Performance scenarios


Each scenario in this section opens with a hypothetical performance problem, and then moves through a succession of views until the source of the problem is pinpointed.

Note that these scenarios illustrate only the most common path through CMF MONITOR Online. Depending on your level of expertise, you might choose a different, more sophisticated problem-solving methodology.

Scenario 1: Why did NITEBAT finish so late?

The job NITEBAT finished well past its scheduled completion time last night.

As a result, activity in several areas of the company has been delayed. It is your job to figure out why this delay happened and, more importantly, to prevent it from happening again.

NITEBAT was supposed to finish at 1:20 A.M. this morning. Your first step is to look at the system as it existed at 1:20 A.M. and begin gathering clues.

To get the NITEBAT information

  1. On the COMMAND line, type the TIMEcommand for window 1 (using the format mm/dd/yyyy):TIME 11/10/YYYY 01:20:00

    Until you specify otherwise, all views displayed in window 1 automatically retrieve data from the historical database for the interval between 1:15 and 1:30 A.M. (the interval containing 1:20).
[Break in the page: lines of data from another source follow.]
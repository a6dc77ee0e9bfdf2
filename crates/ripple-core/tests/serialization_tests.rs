//! Wire format of ripple-core types.

use chrono::{TimeZone, Utc};
use ripple_core::build::{BuildResult, BuildStatus};
use ripple_core::ids::*;
use ripple_core::project::Plan;
use ripple_core::snapshot::{CachedSnapshotImage, SnapshotImageStatus, SnapshotStatus};
use ripple_core::test_case::TestResult;
use serde_json::json;

#[test]
fn test_ids_serialize_as_bare_uuids() {
    let id = SnapshotImageId::new();
    let value = serde_json::to_value(id).expect("serialize");

    assert_eq!(value, json!(id.as_uuid().to_string()));
    let parsed: SnapshotImageId = serde_json::from_value(value).expect("deserialize");
    assert_eq!(parsed, id);
}

#[test]
fn test_status_enums_are_snake_case() {
    assert_eq!(serde_json::to_value(SnapshotStatus::Invalidated).unwrap(), json!("invalidated"));
    assert_eq!(serde_json::to_value(SnapshotImageStatus::Active).unwrap(), json!("active"));
    assert_eq!(serde_json::to_value(BuildStatus::InProgress).unwrap(), json!("in_progress"));
    assert_eq!(serde_json::to_value(BuildResult::Aborted).unwrap(), json!("aborted"));

    let parsed: TestResult = serde_json::from_value(json!("skipped")).unwrap();
    assert_eq!(parsed, TestResult::Skipped);
    assert!(serde_json::from_value::<BuildStatus>(json!("InProgress")).is_err());
}

#[test]
fn test_cached_image_json_shape() {
    let created = Utc.with_ymd_and_hms(2024, 5, 14, 9, 30, 0).unwrap();
    let entry = CachedSnapshotImage {
        id: SnapshotImageId::new(),
        snapshot_id: SnapshotId::new(),
        plan_id: PlanId::new(),
        expiration_date: None,
        date_created: created,
    };

    let value = serde_json::to_value(&entry).unwrap();
    assert_eq!(value["snapshotId"], json!(entry.snapshot_id));
    assert_eq!(value["planId"], json!(entry.plan_id));
    assert!(value["expirationDate"].is_null());
    assert_eq!(value["dateCreated"], json!("2024-05-14T09:30:00Z"));

    let parsed: CachedSnapshotImage = serde_json::from_value(value).unwrap();
    assert_eq!(parsed, entry);
}

#[test]
fn test_plan_without_cluster_deserializes() {
    let value = json!({
        "id": PlanId::new(),
        "projectId": ProjectId::new(),
        "label": "unit",
        "cluster": null,
        "dateCreated": "2024-05-14T09:30:00Z",
    });

    let plan: Plan = serde_json::from_value(value).unwrap();
    assert!(plan.cluster.is_none());
    assert!(!plan.in_cluster("linux"));
}
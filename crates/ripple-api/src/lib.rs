//! HTTP API server for Ripple CI.

pub mod handlers;
pub mod middleware;
pub mod routes;
pub mod state;

pub use routes::{build_app, create_router};
pub use state::AppState;
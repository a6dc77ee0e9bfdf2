//! Health check handlers.

use axum::{Json, http::StatusCode};
use serde::Serialize;

#[derive(Serialize)]
pub struct HealthResponse {
    pub service: &'static str,
    pub status: &'static str,
    pub version: &'static str,
}

pub async fn health() -> Json<HealthResponse> {
    Json(HealthResponse {
        service: "ripple",
        status: "healthy",
        version: env!("CARGO_PKG_VERSION"),
    })
}

pub async fn ready() -> StatusCode {
    StatusCode::OK
}
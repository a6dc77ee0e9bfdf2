//! CLI command definitions.

use clap::Subcommand;

use crate::config::OutputFormat;

#[derive(Subcommand)]
pub enum Commands {
    /// Run the HTTP API server
    Serve {
        /// Address to listen on (overrides server.bind)
        #[arg(short, long)]
        bind: Option<String>,

        /// Do not apply migrations on startup
        #[arg(long)]
        skip_migrations: bool,
    },

    /// Apply database migrations
    Migrate,

    /// Snapshot image cache maintenance
    Gc {
        #[command(subcommand)]
        command: GcCommands,
    },

    /// Show the effective configuration
    Config,
}

#[derive(Subcommand)]
pub enum GcCommands {
    /// Pin a snapshot's images and schedule older cluster images for expiry
    Cache {
        /// Snapshot ID
        snapshot_id: String,

        /// Print the planned writes without applying them
        #[arg(long)]
        dry_run: bool,
    },

    /// List the live cached images of a cluster
    List {
        /// Cluster name
        cluster: String,

        /// Output format
        #[arg(short, long, value_enum, default_value_t = OutputFormat::Json)]
        format: OutputFormat,
    },
}
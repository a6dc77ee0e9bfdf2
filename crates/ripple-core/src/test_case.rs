//! Test execution types.

use crate::build::Build;
use crate::ids::{BuildId, ProjectId, TestId};
use chrono::{DateTime, Utc};
use schemars::JsonSchema;
use serde::{Deserialize, Serialize};

/// One execution of a test inside a build.
///
/// Executions of the same logical test share `group_sha` and `label_sha`.
#[derive(Debug, Clone, PartialEq, Eq, Serialize, Deserialize, JsonSchema)]
#[serde(rename_all = "camelCase")]
pub struct TestCase {
    pub id: TestId,
    pub build_id: BuildId,
    pub project_id: ProjectId,
    pub name: String,
    pub package: Option<String>,
    pub group_sha: String,
    pub label_sha: String,
    pub result: TestResult,
    /// Milliseconds.
    pub duration: Option<u64>,
    pub message: Option<String>,
    pub date_created: DateTime<Utc>,
}

impl TestCase {
    pub fn is_same_test(&self, other: &TestCase) -> bool {
        self.group_sha == other.group_sha && self.label_sha == other.label_sha
    }
}

#[derive(Debug, Clone, Copy, PartialEq, Eq, Serialize, Deserialize, JsonSchema)]
#[serde(rename_all = "snake_case")]
pub enum TestResult {
    Unknown,
    Passed,
    Failed,
    Skipped,
    Aborted,
}

/// A test execution joined with the build it ran in.
#[derive(Debug, Clone, PartialEq, Eq)]
pub struct TestRun {
    pub test: TestCase,
    pub build: Build,
}
//! Build and author types.

use crate::ids::{AuthorId, BuildId, ProjectId};
use chrono::{DateTime, Utc};
use schemars::JsonSchema;
use serde::{Deserialize, Serialize};

#[derive(Debug, Clone, PartialEq, Eq, Serialize, Deserialize, JsonSchema)]
#[serde(rename_all = "camelCase")]
pub struct Author {
    pub id: AuthorId,
    pub name: String,
    pub email: String,
}

#[derive(Debug, Clone, PartialEq, Eq, Serialize, Deserialize, JsonSchema)]
#[serde(rename_all = "camelCase")]
pub struct Build {
    pub id: BuildId,
    pub project_id: ProjectId,
    pub label: String,
    pub status: BuildStatus,
    pub result: BuildResult,
    pub author: Option<Author>,
    pub date_created: DateTime<Utc>,
}

#[derive(Debug, Clone, Copy, PartialEq, Eq, Serialize, Deserialize, JsonSchema)]
#[serde(rename_all = "snake_case")]
pub enum BuildStatus {
    Unknown,
    Queued,
    InProgress,
    Finished,
}

impl BuildStatus {
    pub fn is_finished(&self) -> bool {
        matches!(self, BuildStatus::Finished)
    }
}

#[derive(Debug, Clone, Copy, PartialEq, Eq, Serialize, Deserialize, JsonSchema)]
#[serde(rename_all = "snake_case")]
pub enum BuildResult {
    Unknown,
    Passed,
    Failed,
    Skipped,
    Aborted,
}
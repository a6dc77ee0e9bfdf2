//! Snapshot cache handlers.

use axum::{
    Json,
    extract::{Path, State},
    http::StatusCode,
};
use ripple_core::ids::SnapshotId;
use ripple_core::snapshot::CachedSnapshotImage;
use serde::Serialize;
use std::sync::Arc;
use tracing::info;

use super::error_response;
use crate::state::AppState;

#[derive(Serialize)]
pub struct CachedImagesResponse {
    pub cluster: String,
    pub images: Vec<CachedSnapshotImage>,
    pub total: usize,
}

pub async fn list_cached_snapshot_images(
    State(state): State<Arc<AppState>>,
    Path(cluster): Path<String>,
) -> Result<Json<CachedImagesResponse>, (StatusCode, String)> {
    let images = state
        .snapshot_cache
        .get_cached_snapshot_images(&cluster)
        .await
        .map_err(error_response)?;

    Ok(Json(CachedImagesResponse {
        cluster,
        total: images.len(),
        images,
    }))
}

pub async fn cache_snapshot(
    State(state): State<Arc<AppState>>,
    Path(snapshot_id): Path<String>,
) -> Result<StatusCode, (StatusCode, String)> {
    let id: SnapshotId = snapshot_id
        .parse()
        .map_err(|_| (StatusCode::BAD_REQUEST, "Invalid snapshot ID".to_string()))?;

    let snapshot = state
        .snapshots
        .get(id)
        .await
        .map_err(error_response)?
        .ok_or((StatusCode::NOT_FOUND, "Snapshot not found".to_string()))?;

    state
        .snapshot_cache
        .cache_snapshot(&snapshot)
        .await
        .map_err(error_response)?;

    info!(snapshot_id = %id, "Snapshot cached via API");
    Ok(StatusCode::NO_CONTENT)
}
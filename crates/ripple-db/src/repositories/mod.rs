//! Repository implementations for PostgreSQL.

mod build;
mod cached_image;
mod plan;
mod project;
mod snapshot;
mod test;

pub use build::{PgAuthorRepository, PgBuildRepository};
pub use cached_image::PgCachedSnapshotImageRepository;
pub use plan::PgPlanRepository;
pub use project::PgProjectRepository;
pub use snapshot::PgSnapshotRepository;
pub use test::PgTestRepository;
//! PostgreSQL implementation of SnapshotRepository.

use async_trait::async_trait;
use ripple_core::ids::{PlanId, ProjectId, SnapshotId, SnapshotImageId};
use ripple_core::ports::SnapshotRepository;
use ripple_core::snapshot::{Snapshot, SnapshotImage, SnapshotImageStatus, SnapshotStatus};
use ripple_core::{Error, Result};
use sqlx::{PgPool, Row};

/// PostgreSQL implementation of SnapshotRepository.
#[derive(Clone)]
pub struct PgSnapshotRepository {
    pool: PgPool,
}

impl PgSnapshotRepository {
    /// Create a new PgSnapshotRepository.
    pub fn new(pool: PgPool) -> Self {
        Self { pool }
    }

    fn status_to_str(status: &SnapshotStatus) -> &'static str {
        match status {
            SnapshotStatus::Pending => "pending",
            SnapshotStatus::Active => "active",
            SnapshotStatus::Failed => "failed",
            SnapshotStatus::Invalidated => "invalidated",
        }
    }

    fn str_to_status(s: &str) -> SnapshotStatus {
        match s {
            "active" => SnapshotStatus::Active,
            "failed" => SnapshotStatus::Failed,
            "invalidated" => SnapshotStatus::Invalidated,
            _ => SnapshotStatus::Pending,
        }
    }

    fn image_status_to_str(status: &SnapshotImageStatus) -> &'static str {
        match status {
            SnapshotImageStatus::Pending => "pending",
            SnapshotImageStatus::Active => "active",
            SnapshotImageStatus::Failed => "failed",
        }
    }

    fn str_to_image_status(s: &str) -> SnapshotImageStatus {
        match s {
            "active" => SnapshotImageStatus::Active,
            "failed" => SnapshotImageStatus::Failed,
            _ => SnapshotImageStatus::Pending,
        }
    }

    fn row_to_image(r: &sqlx::postgres::PgRow) -> SnapshotImage {
        let status_str: String = r.get("status");
        SnapshotImage {
            id: SnapshotImageId::from_uuid(r.get::<uuid::Uuid, _>("id")),
            snapshot_id: SnapshotId::from_uuid(r.get::<uuid::Uuid, _>("snapshot_id")),
            plan_id: PlanId::from_uuid(r.get::<uuid::Uuid, _>("plan_id")),
            status: Self::str_to_image_status(&status_str),
            date_created: r.get("date_created"),
        }
    }
}

#[async_trait]
impl SnapshotRepository for PgSnapshotRepository {
    async fn create(&self, snapshot: &Snapshot) -> Result<SnapshotId> {
        sqlx::query(
            "INSERT INTO snapshots (id, project_id, status, date_created) VALUES ($1, $2, $3, $4)",
        )
        .bind(snapshot.id.as_uuid())
        .bind(snapshot.project_id.as_uuid())
        .bind(Self::status_to_str(&snapshot.status))
        .bind(snapshot.date_created)
        .execute(&self.pool)
        .await
        .map_err(|e| Error::Database(e.to_string()))?;

        Ok(snapshot.id)
    }

    async fn get(&self, id: SnapshotId) -> Result<Option<Snapshot>> {
        let row = sqlx::query(
            "SELECT id, project_id, status, date_created FROM snapshots WHERE id = $1",
        )
        .bind(id.as_uuid())
        .fetch_optional(&self.pool)
        .await
        .map_err(|e| Error::Database(e.to_string()))?;

        Ok(row.map(|r| {
            let status_str: String = r.get("status");
            Snapshot {
                id: SnapshotId::from_uuid(r.get::<uuid::Uuid, _>("id")),
                project_id: ProjectId::from_uuid(r.get::<uuid::Uuid, _>("project_id")),
                status: Self::str_to_status(&status_str),
                date_created: r.get("date_created"),
            }
        }))
    }

    async fn create_image(&self, image: &SnapshotImage) -> Result<SnapshotImageId> {
        sqlx::query(
            "INSERT INTO snapshot_images (id, snapshot_id, plan_id, status, date_created) VALUES ($1, $2, $3, $4, $5)",
        )
        .bind(image.id.as_uuid())
        .bind(image.snapshot_id.as_uuid())
        .bind(image.plan_id.as_uuid())
        .bind(Self::image_status_to_str(&image.status))
        .bind(image.date_created)
        .execute(&self.pool)
        .await
        .map_err(|e| Error::Database(e.to_string()))?;

        Ok(image.id)
    }

    async fn list_images(&self, snapshot_id: SnapshotId) -> Result<Vec<SnapshotImage>> {
        let rows = sqlx::query(
            "SELECT id, snapshot_id, plan_id, status, date_created FROM snapshot_images WHERE snapshot_id = $1 ORDER BY date_created ASC",
        )
        .bind(snapshot_id.as_uuid())
        .fetch_all(&self.pool)
        .await
        .map_err(|e| Error::Database(e.to_string()))?;

        Ok(rows.iter().map(Self::row_to_image).collect())
    }

    async fn list_images_for_plan(&self, plan_id: PlanId) -> Result<Vec<SnapshotImage>> {
        let rows = sqlx::query(
            "SELECT id, snapshot_id, plan_id, status, date_created FROM snapshot_images WHERE plan_id = $1 ORDER BY date_created DESC",
        )
        .bind(plan_id.as_uuid())
        .fetch_all(&self.pool)
        .await
        .map_err(|e| Error::Database(e.to_string()))?;

        Ok(rows.iter().map(Self::row_to_image).collect())
    }
}
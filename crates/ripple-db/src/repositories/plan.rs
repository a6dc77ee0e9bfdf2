//! PostgreSQL implementation of PlanRepository.

use async_trait::async_trait;
use ripple_core::ids::{PlanId, ProjectId};
use ripple_core::ports::PlanRepository;
use ripple_core::project::Plan;
use ripple_core::{Error, Result};
use sqlx::{PgPool, Row};

/// PostgreSQL implementation of PlanRepository.
#[derive(Clone)]
pub struct PgPlanRepository {
    pool: PgPool,
}

impl PgPlanRepository {
    /// Create a new PgPlanRepository.
    pub fn new(pool: PgPool) -> Self {
        Self { pool }
    }

    fn row_to_plan(r: &sqlx::postgres::PgRow) -> Plan {
        Plan {
            id: PlanId::from_uuid(r.get::<uuid::Uuid, _>("id")),
            project_id: ProjectId::from_uuid(r.get::<uuid::Uuid, _>("project_id")),
            label: r.get("label"),
            cluster: r.get("cluster"),
            date_created: r.get("date_created"),
        }
    }
}

#[async_trait]
impl PlanRepository for PgPlanRepository {
    async fn create(&self, plan: &Plan) -> Result<PlanId> {
        sqlx::query(
            "INSERT INTO plans (id, project_id, label, cluster, date_created) VALUES ($1, $2, $3, $4, $5)",
        )
        .bind(plan.id.as_uuid())
        .bind(plan.project_id.as_uuid())
        .bind(&plan.label)
        .bind(&plan.cluster)
        .bind(plan.date_created)
        .execute(&self.pool)
        .await
        .map_err(|e| Error::Database(e.to_string()))?;

        Ok(plan.id)
    }

    async fn get(&self, id: PlanId) -> Result<Option<Plan>> {
        let row = sqlx::query(
            "SELECT id, project_id, label, cluster, date_created FROM plans WHERE id = $1",
        )
        .bind(id.as_uuid())
        .fetch_optional(&self.pool)
        .await
        .map_err(|e| Error::Database(e.to_string()))?;

        Ok(row.as_ref().map(Self::row_to_plan))
    }

    async fn list_by_cluster(&self, cluster: &str) -> Result<Vec<Plan>> {
        let rows = sqlx::query(
            "SELECT id, project_id, label, cluster, date_created FROM plans WHERE cluster = $1",
        )
        .bind(cluster)
        .fetch_all(&self.pool)
        .await
        .map_err(|e| Error::Database(e.to_string()))?;

        Ok(rows.iter().map(Self::row_to_plan).collect())
    }
}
    You know for certain that NITEBAT experienced considerable delay last night, but you want to determine whether any other workloads were delayed.

  2. On the COMMAND line, type WDELAY.The WDELAY view is displayed, as shown in the following figure

    DDMMMYYYY  HH:MM:SS ------ MainView WINDOW INTERFACE (Vv.r.mm) ----------------
    COMMAND  ===>                                                 SCROLL ===> PAGE
    CURR WIN ===> 1        ALT WIN ===>                                            
    >H1 =WDELAY============SYSE=====*========DDMMMYYYY==HH:MM:SS====CMF======D===34
     C Workload T #AS        Total Delay%   %Dly  %Dly  %Dly  %Dly  %Dly  %Dly  %Dly
     - -------- - ---        0....50...100   CPU   Dev  Stor   ENQ   SRM  Subs  Idle
       BATJOBS  B   4  83.01 ***********     2.5   4.2   1.3  75.0                  
       PGRP0030 P  21  22.76 ***            21.6   1.2   0.1   1.6                  
       ALLSTC   S  84  16.19 **             13.3   3.0   0.1   0.4                  
       ALLWKLDS C  90   1.11                       0.7         0.4                  
       ALLBAT   B   1                                                               
       TEMPCMP  C   8                                                               
       JCBATCH  B                                                                   
       ALLOMVS  O                                                                   
       PAYBAT   B   1                                                               
       PAYROLL  C   6                                                               
       PAYTSO   T   5                                                               
       PGRP0041 P                                                                   
       PGRP0000 P  30

    Scanning the Total Delay% column, you discover that no workload was as critically delayed as BATJOBS, the workload containing NITEBAT. BATJOBS spent 83 percent of the interval waiting for one or more resources. Of the total delay, 75 percent was due to enqueue contention. How much of this delay was experienced by NITEBAT in particular? Were other jobs in BATJOBS affected by enqueue delay as well?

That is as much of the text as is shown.